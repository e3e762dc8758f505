use lccd_consensus::Hash256;
use lccd_primitives::encoding::{DecodeError, Decoder, Encoder};
use lccd_primitives::merkle::{compute_merkle_root, merkle_branch, root_from_branch};
use lccd_primitives::outpoint::OutPoint;
use lccd_primitives::script::legacy_sigop_count;
use lccd_primitives::transaction::{Transaction, TxIn, TxOut};

const MAX_COMPACT_SIZE: u64 = 0x0200_0000;

struct Lcg {
    state: u64,
}

impl Lcg {
    fn new(seed: u64) -> Self {
        Self { state: seed }
    }

    fn next_u64(&mut self) -> u64 {
        self.state = self.state.wrapping_mul(6364136223846793005).wrapping_add(1);
        self.state
    }

    fn next_u32(&mut self) -> u32 {
        (self.next_u64() >> 32) as u32
    }

    fn next_u8(&mut self) -> u8 {
        (self.next_u64() >> 56) as u8
    }

    fn gen_range(&mut self, max: usize) -> usize {
        if max == 0 {
            0
        } else {
            (self.next_u64() % max as u64) as usize
        }
    }
}

fn random_hash(rng: &mut Lcg) -> Hash256 {
    std::array::from_fn(|_| rng.next_u8())
}

fn random_vec(rng: &mut Lcg, max_len: usize) -> Vec<u8> {
    let len = rng.gen_range(max_len + 1);
    (0..len).map(|_| rng.next_u8()).collect()
}

fn random_transaction(rng: &mut Lcg) -> Transaction {
    let vin = (0..1 + rng.gen_range(3))
        .map(|_| TxIn {
            prevout: OutPoint::new(random_hash(rng), rng.next_u32()),
            script_sig: random_vec(rng, 80),
            sequence: rng.next_u32(),
        })
        .collect();
    let vout = (0..rng.gen_range(4))
        .map(|_| TxOut::new(rng.next_u32() as i64, random_vec(rng, 40)))
        .collect();
    Transaction {
        version: 1 + rng.gen_range(2) as i32,
        vin,
        vout,
        lock_time: rng.next_u32(),
    }
}

#[test]
fn compactsize_roundtrip_random() {
    let mut rng = Lcg::new(0x5eed);
    for _ in 0..1_000 {
        let value = rng.next_u64() % MAX_COMPACT_SIZE;
        let mut encoder = Encoder::new();
        encoder.write_varint(value);
        let bytes = encoder.into_inner();
        assert_eq!(bytes.len(), lccd_primitives::encoding::varint_len(value));
        let mut decoder = Decoder::new(&bytes);
        let decoded = decoder.read_varint().expect("decode compactsize");
        assert_eq!(decoded, value);
        assert!(decoder.is_empty());
    }
}

#[test]
fn compactsize_rejects_noncanonical() {
    let cases = [
        vec![0xfd, 0xfc, 0x00],
        vec![0xfe, 0xff, 0x00, 0x00, 0x00],
        vec![0xff, 0x01, 0x00, 0x00, 0x00, 0x00, 0x00, 0x00, 0x00],
    ];
    for bytes in cases {
        let mut decoder = Decoder::new(&bytes);
        let err = decoder.read_varint().expect_err("noncanonical compactsize");
        assert_eq!(err, DecodeError::NonCanonicalVarInt);
    }
}

#[test]
fn randomized_transaction_size_and_txid_stable() {
    let mut rng = Lcg::new(0x1234_5678);
    for _ in 0..200 {
        let tx = random_transaction(&mut rng);
        let encoded = tx.consensus_encode();
        assert_eq!(tx.serialized_size(), encoded.len());
        let decoded = Transaction::consensus_decode(&encoded).expect("decode random tx");
        assert_eq!(decoded.txid(), tx.txid());
    }
}

#[test]
fn truncated_transactions_fail_cleanly() {
    let mut rng = Lcg::new(0xdead_beef);
    for _ in 0..50 {
        let encoded = random_transaction(&mut rng).consensus_encode();
        let cut = rng.gen_range(encoded.len());
        assert!(Transaction::consensus_decode(&encoded[..cut]).is_err());
    }
}

#[test]
fn random_merkle_branches_verify() {
    let mut rng = Lcg::new(0x00c0_ffee);
    for _ in 0..40 {
        let count = 1 + rng.gen_range(33);
        let leaves: Vec<Hash256> = (0..count).map(|_| random_hash(&mut rng)).collect();
        let result = compute_merkle_root(&leaves);
        assert!(!result.duplicate_pair);
        assert_eq!(result.mutated, count > 1 && !count.is_power_of_two());

        let index = rng.gen_range(count);
        let branch = merkle_branch(&leaves, index);
        assert_eq!(root_from_branch(leaves[index], &branch, index), result.root);

        let mut tampered = leaves[index];
        tampered[0] ^= 1;
        assert_ne!(root_from_branch(tampered, &branch, index), result.root);
    }
}

#[test]
fn sigop_count_never_panics_on_garbage() {
    let mut rng = Lcg::new(7);
    for _ in 0..500 {
        let script = random_vec(&mut rng, 64);
        let count = legacy_sigop_count(&script);
        assert!(count <= 20 * script.len() as u32);
    }
}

════════════════

#### ACTION ITEM:
Exactly and exclusively, repeat the lines from the line that contains "let script = random_vec(&mut" through the end of the records, both ends included.

#### EXERCISE ANSWER:
        let script = random_vec(&mut rng, 64);
        let count = legacy_sigop_count(&script);
        assert!(count <= 20 * script.len() as u32);
    }
}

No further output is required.